Low volatility in AUD/USD was not a uniquely AUD phenomenon. The CVIX measure of (G10) FX volatility flatlined in October at the same time the VIX measure of (S&P 500) volatility jumped from multi-year lows in late September to an above average 20. The MOVE index of bond volatility also rose, by about 30%, between late September and early October.

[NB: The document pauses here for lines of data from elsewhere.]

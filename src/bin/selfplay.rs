//! Self-play game generation CLI.
//!
//! Plays games between random players and writes one JSON record per game.
//!
//! Usage:
//!   cargo run --release --bin selfplay -- [OPTIONS]

use std::fs::File;
use std::io::{self, BufWriter, Write};
use std::path::PathBuf;
use std::process::ExitCode;
use std::time::Instant;

use clap::Parser;
use tracing::{error, info};
use tracing_subscriber::EnvFilter;

use conquest::board::Scenario;
use conquest::selfplay::{self, SelfPlayConfig};

#[derive(Debug, Parser)]
#[command(name = "selfplay", about = "Play random games and dump them as JSONL")]
struct Args {
    /// Number of games to play.
    #[arg(long, default_value_t = 10)]
    games: usize,

    /// Turns after which an undecided game is stopped.
    #[arg(long, default_value_t = 50)]
    max_turns: u64,

    /// Players per game.
    #[arg(long, default_value_t = 2)]
    players: usize,

    /// Number of parallel threads.
    #[arg(long, default_value_t = 4)]
    threads: usize,

    /// Random seed, 0 for entropy.
    #[arg(long, default_value_t = 0)]
    seed: u64,

    /// Scenario JSON file; defaults to the five-tile example map.
    #[arg(long)]
    scenario: Option<PathBuf>,

    /// Output file path (default: stdout).
    #[arg(long)]
    output: Option<PathBuf>,

    /// Suppress progress and summary output.
    #[arg(long)]
    quiet: bool,
}

fn main() -> ExitCode {
    tracing_subscriber::fmt()
        .with_env_filter(
            EnvFilter::try_from_default_env().unwrap_or_else(|_| EnvFilter::new("info")),
        )
        .with_writer(io::stderr)
        .init();

    match run(Args::parse()) {
        Ok(()) => ExitCode::SUCCESS,
        Err(e) => {
            error!("{e}");
            ExitCode::FAILURE
        }
    }
}

fn run(args: Args) -> Result<(), Box<dyn std::error::Error>> {
    let scenario = match &args.scenario {
        Some(path) => Scenario::load(path)?,
        None => Scenario::default(),
    };
    let config = SelfPlayConfig {
        num_games: args.games,
        max_turns: args.max_turns,
        players: args.players,
        threads: args.threads,
        seed: args.seed,
        quiet: args.quiet,
        scenario,
    };

    let start = Instant::now();
    let games = selfplay::run_self_play(&config)?;

    let mut out: Box<dyn Write> = match &args.output {
        Some(path) => Box::new(BufWriter::new(File::create(path)?)),
        None => Box::new(BufWriter::new(io::stdout().lock())),
    };
    selfplay::write_jsonl(&games, &mut out)?;

    if !args.quiet {
        let decided = games.iter().filter(|g| g.winner.is_some()).count();
        let turns: u64 = games.iter().map(|g| g.final_turn).sum();
        info!(
            games = games.len(),
            decided,
            avg_turns = turns as f64 / games.len().max(1) as f64,
            secs = start.elapsed().as_secs_f64(),
            "self-play complete"
        );
    }
    Ok(())
}
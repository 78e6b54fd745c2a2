//! Wire protocol.
//!
//! JSON message envelopes exchanged with the backend, the action payload a
//! player submits each turn, and the export view of a resolved turn that is
//! broadcast in `state` messages.

pub mod export;
pub mod message;

pub use export::{export, StateExport};
pub use message::{
    parse_envelope, ActionPayload, ClientId, Envelope, Incoming, Outgoing, OutgoingEnvelope,
    ProtocolError, RoomId,
};
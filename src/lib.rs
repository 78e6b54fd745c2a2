//! Conquest engine library.
//!
//! Exposes the board model, turn resolver, session barrier, message handling,
//! and wire protocol for use by integration tests and the binary entry points.

pub mod board;
pub mod engine;
pub mod movegen;
pub mod protocol;
pub mod resolve;
pub mod selfplay;
pub mod session;
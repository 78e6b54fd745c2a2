//! Army muster and classification.
//!
//! Every move order becomes an army that leaves its origin at the same
//! instant. Armies are then sorted into three buckets by comparing the owners
//! of their origin and destination:
//!
//! - same owner: a peaceful relocation, applied immediately;
//! - different owners, with armies crossing the same link in both directions:
//!   a battle on that link;
//! - different owners, nobody coming the other way: a siege of the destination.

use std::collections::BTreeMap;

use tracing::debug;

use crate::board::{Board, LinkId, MoveOrder};

use super::error::InvariantViolation;
use super::events::{Army, GarrisonChange, MoveEvent};

/// Contested armies meeting on one link.
#[derive(Debug, Clone, PartialEq, Eq)]
pub struct BattleGroup {
    pub link: LinkId,
    pub armies: Vec<Army>,
}

/// The result of mustering one turn's move orders.
#[derive(Debug, Clone, Default, PartialEq, Eq)]
pub struct Muster {
    /// Relocations already applied to the board.
    pub moves: Vec<MoveEvent>,
    /// Head-on encounters, ordered by link id.
    pub battles: Vec<BattleGroup>,
    /// Armies marching unopposed on an enemy or unowned tile.
    pub sieges: Vec<Army>,
}

/// Debits every order's troops from its origin, applies friendly relocations,
/// and groups the remaining armies into battles and sieges.
///
/// Orders are processed in canonical order, so the result does not depend on
/// the order they were submitted in.
pub fn muster_armies(board: &mut Board, orders: &[MoveOrder]) -> Result<Muster, InvariantViolation> {
    let mut orders = orders.to_vec();
    orders.sort_unstable();

    let mut departures = Vec::with_capacity(orders.len());
    for order in &orders {
        for tile in [order.source, order.target] {
            if board.tile(tile).is_none() {
                return Err(InvariantViolation::UnknownTile(tile));
            }
        }
        let link = board
            .find_link(order.source, order.target)
            .ok_or(InvariantViolation::MissingLink(order.source, order.target))?;

        let origin = &mut board.tiles[order.source];
        let before = origin.garrison;
        origin.garrison =
            before
                .checked_sub(order.troops)
                .ok_or(InvariantViolation::NegativeGarrison {
                    tile: order.source,
                    garrison: before,
                    troops: order.troops,
                })?;
        departures.push((
            order,
            link,
            GarrisonChange {
                before,
                after: origin.garrison,
            },
        ));
    }

    let mut muster = Muster::default();
    let mut contested: BTreeMap<LinkId, Vec<Army>> = BTreeMap::new();
    for (order, link, source) in departures {
        if board.tiles[order.source].owner != board.tiles[order.target].owner {
            contested.entry(link).or_default().push(Army::from_order(order));
            continue;
        }

        let target = &mut board.tiles[order.target];
        let before = target.garrison;
        target.garrison = before
            .checked_add(order.troops)
            .ok_or(InvariantViolation::GarrisonOverflow(order.target))?;
        debug!(
            player = order.player,
            troops = order.troops,
            from = order.source,
            to = order.target,
            "relocation"
        );
        muster.moves.push(MoveEvent {
            order: *order,
            source,
            target: GarrisonChange {
                before,
                after: target.garrison,
            },
        });
    }

    for (link, armies) in contested {
        let first_origin = armies[0].origin;
        if armies.iter().any(|a| a.origin != first_origin) {
            muster.battles.push(BattleGroup { link, armies });
        } else {
            muster.sieges.extend(armies);
        }
    }

    Ok(muster)
}
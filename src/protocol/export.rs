//! Export view of a resolved turn.
//!
//! Projects a [`TurnRecord`] into the wire-stable shape consumed by
//! visualizers: the static graph, active players with their income, deploy
//! and move summaries, fights split by phase, and a per-tile state table for
//! each of the three snapshots. Unowned tiles are exported with owner `-1`.

use serde::{Deserialize, Serialize};

use crate::board::{Board, PlayerId, TileId};
use crate::resolve::{Army, BattleEvent, SiegeEvent, TurnRecord};

/// Owner value written for tiles nobody controls.
pub const UNOWNED: i64 = -1;

#[derive(Debug, Clone, PartialEq, Eq, Serialize, Deserialize)]
pub struct NodeExport {
    pub id: TileId,
    pub name: String,
}

#[derive(Debug, Clone, Copy, PartialEq, Eq, Serialize, Deserialize)]
pub struct LinkExport {
    pub id: usize,
    pub a: TileId,
    pub b: TileId,
}

#[derive(Debug, Clone, Copy, PartialEq, Eq, Serialize, Deserialize)]
pub struct PlayerExport {
    pub id: PlayerId,
    pub income: u32,
}

#[derive(Debug, Clone, Copy, PartialEq, Eq, Serialize, Deserialize)]
pub struct DeployExport {
    pub node: TileId,
    pub troops: u32,
}

#[derive(Debug, Clone, Copy, PartialEq, Eq, Serialize, Deserialize)]
pub struct MoveExport {
    pub source: TileId,
    pub target: TileId,
    pub troops: u32,
}

/// An army in a fight. `player` is [`UNOWNED`] for the garrison of an unowned
/// tile.
#[derive(Debug, Clone, Copy, PartialEq, Eq, Serialize, Deserialize)]
pub struct ArmyExport {
    pub player: i64,
    pub troops: u32,
}

/// One fight: where it happened and who took part.
///
/// For battles the location is the link id; for sieges it is the tile id.
#[derive(Debug, Clone, PartialEq, Eq, Serialize, Deserialize)]
pub struct FightExport {
    pub location: usize,
    pub armies: Vec<ArmyExport>,
}

#[derive(Debug, Clone, Default, PartialEq, Eq, Serialize, Deserialize)]
pub struct Fights {
    /// Battles fought on links while armies were travelling.
    pub travel: Vec<FightExport>,
    /// Sieges fought on tiles.
    pub combat: Vec<FightExport>,
}

#[derive(Debug, Clone, Copy, PartialEq, Eq, Serialize, Deserialize)]
pub struct NodeState {
    pub id: TileId,
    pub owner: i64,
    pub troops: u32,
}

#[derive(Debug, Clone, Default, PartialEq, Eq, Serialize, Deserialize)]
pub struct Stages {
    pub start: Vec<NodeState>,
    pub travel: Vec<NodeState>,
    pub end: Vec<NodeState>,
}

/// The complete export of one turn.
#[derive(Debug, Clone, PartialEq, Eq, Serialize, Deserialize)]
pub struct StateExport {
    pub nodes: Vec<NodeExport>,
    pub links: Vec<LinkExport>,
    pub players: Vec<PlayerExport>,
    pub deploys: Vec<DeployExport>,
    pub moves: Vec<MoveExport>,
    pub fights: Fights,
    pub stages: Stages,
}

impl From<&TurnRecord> for StateExport {
    fn from(record: &TurnRecord) -> Self {
        export(record)
    }
}

/// Builds the export view of `record`.
pub fn export(record: &TurnRecord) -> StateExport {
    let board = &record.start.board;

    let nodes = board
        .tiles
        .iter()
        .map(|t| NodeExport {
            id: t.id,
            name: t.id.to_string(),
        })
        .collect();

    let links = board
        .links
        .iter()
        .map(|l| LinkExport {
            id: l.id,
            a: l.a,
            b: l.b,
        })
        .collect();

    let players = record
        .end
        .active_players()
        .map(|p| PlayerExport {
            id: p.id,
            income: p.armies_to_deploy,
        })
        .collect();

    let deploys = record
        .deploy_events
        .iter()
        .map(|d| DeployExport {
            node: d.tile,
            troops: d.troops(),
        })
        .collect();

    let moves = record
        .move_events
        .iter()
        .map(|m| MoveExport {
            source: m.order.source,
            target: m.order.target,
            troops: m.order.troops,
        })
        .collect();

    StateExport {
        nodes,
        links,
        players,
        deploys,
        moves,
        fights: Fights {
            travel: record.battle_events.iter().map(battle_fight).collect(),
            combat: record.siege_events.iter().map(siege_fight).collect(),
        },
        stages: Stages {
            start: node_states(&record.start.board),
            travel: node_states(&record.travel.board),
            end: node_states(&record.end.board),
        },
    }
}

fn owner_code(owner: Option<PlayerId>) -> i64 {
    owner.map_or(UNOWNED, i64::from)
}

fn army_summaries(armies: &[Army]) -> Vec<ArmyExport> {
    armies
        .iter()
        .map(|a| ArmyExport {
            player: i64::from(a.player),
            troops: a.troops,
        })
        .collect()
}

fn battle_fight(event: &BattleEvent) -> FightExport {
    FightExport {
        location: event.link,
        armies: army_summaries(&event.armies),
    }
}

/// Siege fights list the attackers followed by the defending garrison.
fn siege_fight(event: &SiegeEvent) -> FightExport {
    let mut armies = army_summaries(&event.attackers);
    armies.push(ArmyExport {
        player: owner_code(event.defender.owner),
        troops: event.defender.troops,
    });
    FightExport {
        location: event.location,
        armies,
    }
}

fn node_states(board: &Board) -> Vec<NodeState> {
    board
        .tiles
        .iter()
        .map(|t| NodeState {
            id: t.id,
            owner: owner_code(t.owner),
            troops: t.garrison,
        })
        .collect()
}

#[cfg(test)]
mod tests {
    use super::*;
    use crate::board::{DeployOrder, MoveOrder, Scenario};
    use crate::resolve::process_turn;

    fn siege_turn() -> TurnRecord {
        let state = Scenario::default().setup(&[0, 1]).unwrap();
        process_turn(
            &state,
            &[DeployOrder {
                player: 0,
                tile: 0,
                troops: 3,
            }],
            &[MoveOrder {
                player: 0,
                source: 0,
                target: 1,
                troops: 2,
            }],
        )
        .unwrap()
    }

    #[test]
    fn graph_is_exported_in_id_order() {
        let out = export(&siege_turn());
        assert_eq!(out.nodes.len(), 5);
        assert_eq!(out.nodes[3], NodeExport { id: 3, name: "3".into() });
        assert_eq!(out.links.len(), 6);
        assert_eq!(out.links[0], LinkExport { id: 0, a: 0, b: 1 });
        assert_eq!(out.links[5], LinkExport { id: 5, a: 3, b: 4 });
    }

    #[test]
    fn players_carry_end_of_turn_income() {
        let out = export(&siege_turn());
        assert_eq!(
            out.players,
            vec![
                PlayerExport { id: 0, income: 7 },
                PlayerExport { id: 1, income: 6 },
            ]
        );
    }

    #[test]
    fn deploys_and_sieges_are_summarized() {
        let out = export(&siege_turn());
        assert_eq!(out.deploys, vec![DeployExport { node: 0, troops: 3 }]);
        assert!(out.moves.is_empty());
        assert!(out.fights.travel.is_empty());
        assert_eq!(
            out.fights.combat,
            vec![FightExport {
                location: 1,
                armies: vec![
                    ArmyExport { player: 0, troops: 2 },
                    ArmyExport { player: UNOWNED, troops: 0 },
                ],
            }]
        );
    }

    #[test]
    fn stages_use_minus_one_for_unowned() {
        let out = export(&siege_turn());
        assert_eq!(out.stages.start[1], NodeState { id: 1, owner: UNOWNED, troops: 0 });
        assert_eq!(out.stages.travel[0], NodeState { id: 0, owner: 0, troops: 1 });
        assert_eq!(out.stages.travel[1].owner, UNOWNED);
        assert_eq!(out.stages.end[1], NodeState { id: 1, owner: 0, troops: 2 });
    }

    #[test]
    fn defended_siege_lists_the_garrison() {
        let mut state = Scenario::default().setup(&[0, 1]).unwrap();
        state.board.tiles[0].garrison = 5;
        state.board.tiles[2].garrison = 2;
        let record = process_turn(
            &state,
            &[],
            &[MoveOrder {
                player: 0,
                source: 0,
                target: 2,
                troops: 5,
            }],
        )
        .unwrap();
        let out = export(&record);
        assert_eq!(
            out.fights.combat[0].armies,
            vec![
                ArmyExport { player: 0, troops: 5 },
                ArmyExport { player: 1, troops: 2 },
            ]
        );
        // Eliminated players drop out of the roster.
        assert_eq!(out.players.len(), 1);
    }

    #[test]
    fn unowned_garrison_defends_as_minus_one() {
        let mut state = Scenario::default().setup(&[0, 1]).unwrap();
        state.board.tiles[0].garrison = 4;
        state.board.tiles[1].garrison = 1;
        let record = process_turn(
            &state,
            &[],
            &[MoveOrder {
                player: 0,
                source: 0,
                target: 1,
                troops: 4,
            }],
        )
        .unwrap();
        let out = export(&record);
        assert_eq!(
            out.fights.combat[0].armies,
            vec![
                ArmyExport { player: 0, troops: 4 },
                ArmyExport { player: UNOWNED, troops: 1 },
            ]
        );
        assert_eq!(out.stages.end[1], NodeState { id: 1, owner: 0, troops: 3 });
    }

    #[test]
    fn serializes_with_wire_field_names() {
        let value = serde_json::to_value(export(&siege_turn())).unwrap();
        for key in ["nodes", "links", "players", "deploys", "moves", "fights", "stages"] {
            assert!(value.get(key).is_some(), "missing {key}");
        }
        assert!(value["fights"]["travel"].is_array());
        assert!(value["fights"]["combat"].is_array());
        assert_eq!(value["stages"]["start"][1]["owner"], -1);
    }
}
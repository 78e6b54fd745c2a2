//! Order types.
//!
//! Players issue two kinds of orders each turn: deploys add fresh troops to a
//! tile, moves send troops from one tile to a neighbor. Orders are trusted as
//! submitted; the resolver only rejects what would corrupt the board.

use super::state::PlayerId;
use super::tile::TileId;

/// Add `troops` new troops to `tile`.
///
/// Field order defines the canonical sort used during resolution.
#[derive(Debug, Clone, Copy, PartialEq, Eq, Hash, PartialOrd, Ord)]
pub struct DeployOrder {
    pub player: PlayerId,
    pub tile: TileId,
    pub troops: u32,
}

/// Send `troops` from `source` to the adjacent `target`.
///
/// Field order defines the canonical sort used during resolution.
#[derive(Debug, Clone, Copy, PartialEq, Eq, Hash, PartialOrd, Ord)]
pub struct MoveOrder {
    pub player: PlayerId,
    pub source: TileId,
    pub target: TileId,
    pub troops: u32,
}

/// A single player order.
#[derive(Debug, Clone, Copy, PartialEq, Eq, Hash)]
pub enum Order {
    Deploy(DeployOrder),
    Move(MoveOrder),
}

impl From<DeployOrder> for Order {
    fn from(order: DeployOrder) -> Self {
        Order::Deploy(order)
    }
}

impl From<MoveOrder> for Order {
    fn from(order: MoveOrder) -> Self {
        Order::Move(order)
    }
}

/// Orders split by kind, as accumulated for one turn.
#[derive(Debug, Clone, Default, PartialEq, Eq)]
pub struct PlayerOrders {
    pub deploys: Vec<DeployOrder>,
    pub moves: Vec<MoveOrder>,
}

impl PlayerOrders {
    pub fn new() -> Self {
        Self::default()
    }

    pub fn push(&mut self, order: Order) {
        match order {
            Order::Deploy(d) => self.deploys.push(d),
            Order::Move(m) => self.moves.push(m),
        }
    }

    /// Appends all orders from `other`.
    pub fn extend(&mut self, other: PlayerOrders) {
        self.deploys.extend(other.deploys);
        self.moves.extend(other.moves);
    }

    pub fn is_empty(&self) -> bool {
        self.deploys.is_empty() && self.moves.is_empty()
    }

    pub fn len(&self) -> usize {
        self.deploys.len() + self.moves.len()
    }

    /// Empties both buffers, returning their previous contents.
    pub fn take(&mut self) -> PlayerOrders {
        std::mem::take(self)
    }
}

impl FromIterator<Order> for PlayerOrders {
    fn from_iter<I: IntoIterator<Item = Order>>(iter: I) -> Self {
        let mut orders = PlayerOrders::new();
        for order in iter {
            orders.push(order);
        }
        orders
    }
}
//! Integration tests for the conquest engine binary.
//!
//! Spawns the engine process, sends JSON-line messages via stdin, and checks
//! the JSON lines it writes to stdout.

use std::io::{BufRead, Write};
use std::process::{Command, Stdio};

use serde_json::Value;

/// Sends a sequence of messages to the engine and collects stdout lines.
fn run_engine_with(args: &[&str], messages: &[&str]) -> Vec<Value> {
    let exe = env!("CARGO_BIN_EXE_conquest");
    let mut child = Command::new(exe)
        .args(args)
        .stdin(Stdio::piped())
        .stdout(Stdio::piped())
        .stderr(Stdio::null())
        .spawn()
        .expect("failed to start conquest");

    let mut stdin = child.stdin.take().unwrap();
    let stdout = child.stdout.take().unwrap();
    let reader = std::io::BufReader::new(stdout);

    for msg in messages {
        writeln!(stdin, "{}", msg).unwrap();
    }
    stdin.flush().unwrap();
    drop(stdin);

    let lines: Vec<Value> = reader
        .lines()
        .map(|l| serde_json::from_str(&l.unwrap()).expect("stdout line is not JSON"))
        .collect();
    let status = child.wait().expect("failed to wait on child");
    assert!(status.success());
    lines
}

fn run_engine(messages: &[&str]) -> Vec<Value> {
    run_engine_with(&[], messages)
}

const INVITE: &str = r#"{"type":"invite","client":1,"room":1}"#;
const START: &str = r#"{"room":1,"type":"start","players":[1,2]}"#;

// ---------------------------------------------------------------------------
// Connection
// ---------------------------------------------------------------------------

#[test]
fn connected_registers_as_engine() {
    let lines = run_engine(&[r#"{"type":"connected"}"#]);
    assert_eq!(lines.len(), 1);
    assert_eq!(lines[0]["type"], "register");
    assert_eq!(lines[0]["clientType"], "engine");
    assert_eq!(lines[0]["name"], "Conquest");
    assert!(lines[0].get("room").is_none());
}

#[test]
fn name_flag_is_announced() {
    let lines = run_engine_with(&["--name", "Bot"], &[r#"{"type":"connected"}"#]);
    assert_eq!(lines[0]["name"], "Bot");
}

#[test]
fn garbage_and_unknown_rooms_are_ignored() {
    let lines = run_engine(&[
        "not json at all",
        "",
        r#"{"type":"teleport"}"#,
        r#"{"room":42,"type":"start","players":[1]}"#,
        r#"{"type":"register","id":7}"#,
        r#"{"type":"error","message":"oops"}"#,
        r#"{"type":"connected"}"#,
    ]);
    assert_eq!(lines.len(), 1);
    assert_eq!(lines[0]["type"], "register");
}

// ---------------------------------------------------------------------------
// Game flow
// ---------------------------------------------------------------------------

#[test]
fn start_sends_opening_state() {
    let lines = run_engine(&[INVITE, START]);
    assert_eq!(lines.len(), 1);
    let msg = &lines[0];
    assert_eq!(msg["type"], "state");
    assert_eq!(msg["room"], 1);
    assert_eq!(msg["turn"], 0);

    let state = &msg["state"];
    assert_eq!(state["nodes"].as_array().unwrap().len(), 5);
    assert_eq!(state["links"].as_array().unwrap().len(), 6);
    assert_eq!(state["players"][0]["income"], 6);
    assert_eq!(state["stages"]["end"][0]["owner"], 1);
    assert_eq!(state["stages"]["end"][1]["owner"], -1);
    assert_eq!(state["stages"]["end"][2]["owner"], 2);
}

#[test]
fn full_turn_resolves_siege() {
    let lines = run_engine(&[
        INVITE,
        START,
        r#"{"room":1,"type":"action","player":1,"action":{"deploys":[{"tileId":0,"troops":3}],"moves":[{"sourceTileId":0,"targetTileId":1,"numTroops":2}]}}"#,
        r#"{"room":1,"type":"action","player":2,"action":{"deploys":[],"moves":[]}}"#,
    ]);
    assert_eq!(lines.len(), 2);
    let msg = &lines[1];
    assert_eq!(msg["turn"], 1);

    let state = &msg["state"];
    assert_eq!(state["deploys"][0]["node"], 0);
    assert_eq!(state["deploys"][0]["troops"], 3);
    let combat = state["fights"]["combat"].as_array().unwrap();
    assert_eq!(combat.len(), 1);
    assert_eq!(combat[0]["location"], 1);
    assert_eq!(combat[0]["armies"][0]["player"], 1);
    assert_eq!(combat[0]["armies"][0]["troops"], 2);
    assert_eq!(combat[0]["armies"][1]["player"], -1);
    assert_eq!(combat[0]["armies"][1]["troops"], 0);

    assert_eq!(state["stages"]["travel"][0]["troops"], 1);
    assert_eq!(state["stages"]["travel"][1]["owner"], -1);
    assert_eq!(state["stages"]["end"][1]["owner"], 1);
    assert_eq!(state["stages"]["end"][1]["troops"], 2);
    assert_eq!(state["players"][0]["income"], 7);
}

#[test]
fn duplicate_action_does_not_resolve_turn() {
    let lines = run_engine(&[
        INVITE,
        START,
        r#"{"room":1,"type":"action","player":1,"action":{}}"#,
        r#"{"room":1,"type":"action","player":1,"action":{}}"#,
    ]);
    assert_eq!(lines.len(), 1);
}

#[test]
fn malformed_action_keeps_player_waiting() {
    let lines = run_engine(&[
        INVITE,
        START,
        r#"{"room":1,"type":"action","player":1,"action":{"deploys":"lots"}}"#,
        r#"{"room":1,"type":"action","player":2,"action":{}}"#,
        r#"{"room":1,"type":"action","player":1,"action":{}}"#,
    ]);
    assert_eq!(lines.len(), 2);
    assert_eq!(lines[1]["turn"], 1);
}

#[test]
fn head_on_battle_is_a_travel_fight() {
    let lines = run_engine(&[
        INVITE,
        START,
        r#"{"room":1,"type":"action","player":1,"action":{"deploys":[{"tileId":0,"troops":4}]}}"#,
        r#"{"room":1,"type":"action","player":2,"action":{"deploys":[{"tileId":2,"troops":3}]}}"#,
        r#"{"room":1,"type":"action","player":1,"action":{"moves":[{"sourceTileId":0,"targetTileId":2,"troops":4}]}}"#,
        r#"{"room":1,"type":"action","player":2,"action":{"moves":[{"sourceTileId":2,"targetTileId":0,"troops":3}]}}"#,
    ]);
    assert_eq!(lines.len(), 3);
    let state = &lines[2]["state"];
    let travel = state["fights"]["travel"].as_array().unwrap();
    assert_eq!(travel.len(), 1);
    assert_eq!(travel[0]["armies"].as_array().unwrap().len(), 2);

    // The 1 survivor takes the empty tile 2 and player 2 is out.
    assert_eq!(state["stages"]["end"][2]["owner"], 1);
    assert_eq!(state["stages"]["end"][2]["troops"], 1);
    assert_eq!(state["players"].as_array().unwrap().len(), 1);
}

#[test]
fn scenario_flag_loads_map() {
    let path = std::env::temp_dir().join(format!("conquest-scenario-{}.json", std::process::id()));
    std::fs::write(
        &path,
        r#"{"name":"line","tiles":3,"links":[[0,1],[1,2]],"startingGarrison":2,"seeds":{"2":[0,1]}}"#,
    )
    .unwrap();

    let lines = run_engine_with(
        &["--scenario", path.to_str().unwrap()],
        &[INVITE, START],
    );
    std::fs::remove_file(&path).ok();

    let state = &lines[0]["state"];
    assert_eq!(state["nodes"].as_array().unwrap().len(), 3);
    assert_eq!(state["links"].as_array().unwrap().len(), 2);
    assert_eq!(state["stages"]["end"][0]["troops"], 2);
    assert_eq!(state["stages"]["end"][1]["owner"], 2);
}
//! Game state representation.
//!
//! A `Gamestate` is the complete snapshot of one room's game between turns:
//! the board, the player roster, and the rules the turn processor applies.

use super::graph::Board;
use super::scenario::Rules;

/// Opaque player identifier, as assigned by the lobby.
pub type PlayerId = u32;

/// A participant in the game.
#[derive(Debug, Clone, Copy, PartialEq, Eq, Hash)]
pub struct Player {
    pub id: PlayerId,
    /// Troops the player may deploy next turn.
    pub armies_to_deploy: u32,
    /// False once the player controls no tiles.
    pub active: bool,
}

impl Player {
    /// Creates an active player with the given income.
    pub fn new(id: PlayerId, armies_to_deploy: u32) -> Self {
        Player {
            id,
            armies_to_deploy,
            active: true,
        }
    }
}

/// Complete game state at a turn boundary.
#[derive(Debug, Clone, PartialEq, Eq)]
pub struct Gamestate {
    pub board: Board,
    /// Roster in start order. Eliminated players stay, flagged inactive.
    pub players: Vec<Player>,
    pub rules: Rules,
}

impl Gamestate {
    pub fn new(board: Board, players: Vec<Player>, rules: Rules) -> Self {
        Gamestate {
            board,
            players,
            rules,
        }
    }

    pub fn player(&self, id: PlayerId) -> Option<&Player> {
        self.players.iter().find(|p| p.id == id)
    }

    /// Players still in the game.
    pub fn active_players(&self) -> impl Iterator<Item = &Player> + '_ {
        self.players.iter().filter(|p| p.active)
    }
}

That USD indices (e.g. the DXY and Bloomberg BBDXY) failed to extend their early October one year highs as the month progressed, while AUD/USD fell to its weakest in a year, is testament to AUD’s ongoing ‘whipping boy’ characteristics whenever risk sentiment sours (especially in Emerging Markets). It also exemplifies AUD’s ‘up the stairs, down the elevator shaft’ qualities. Hard fought intra-month gains, including on rising RBA tightening expectations and (at mid-month) better China Q3/September activity data, were quickly undone on ‘risk off’ episodes. Weak China October PMI data right at month-end also undermined earlier AUD gains.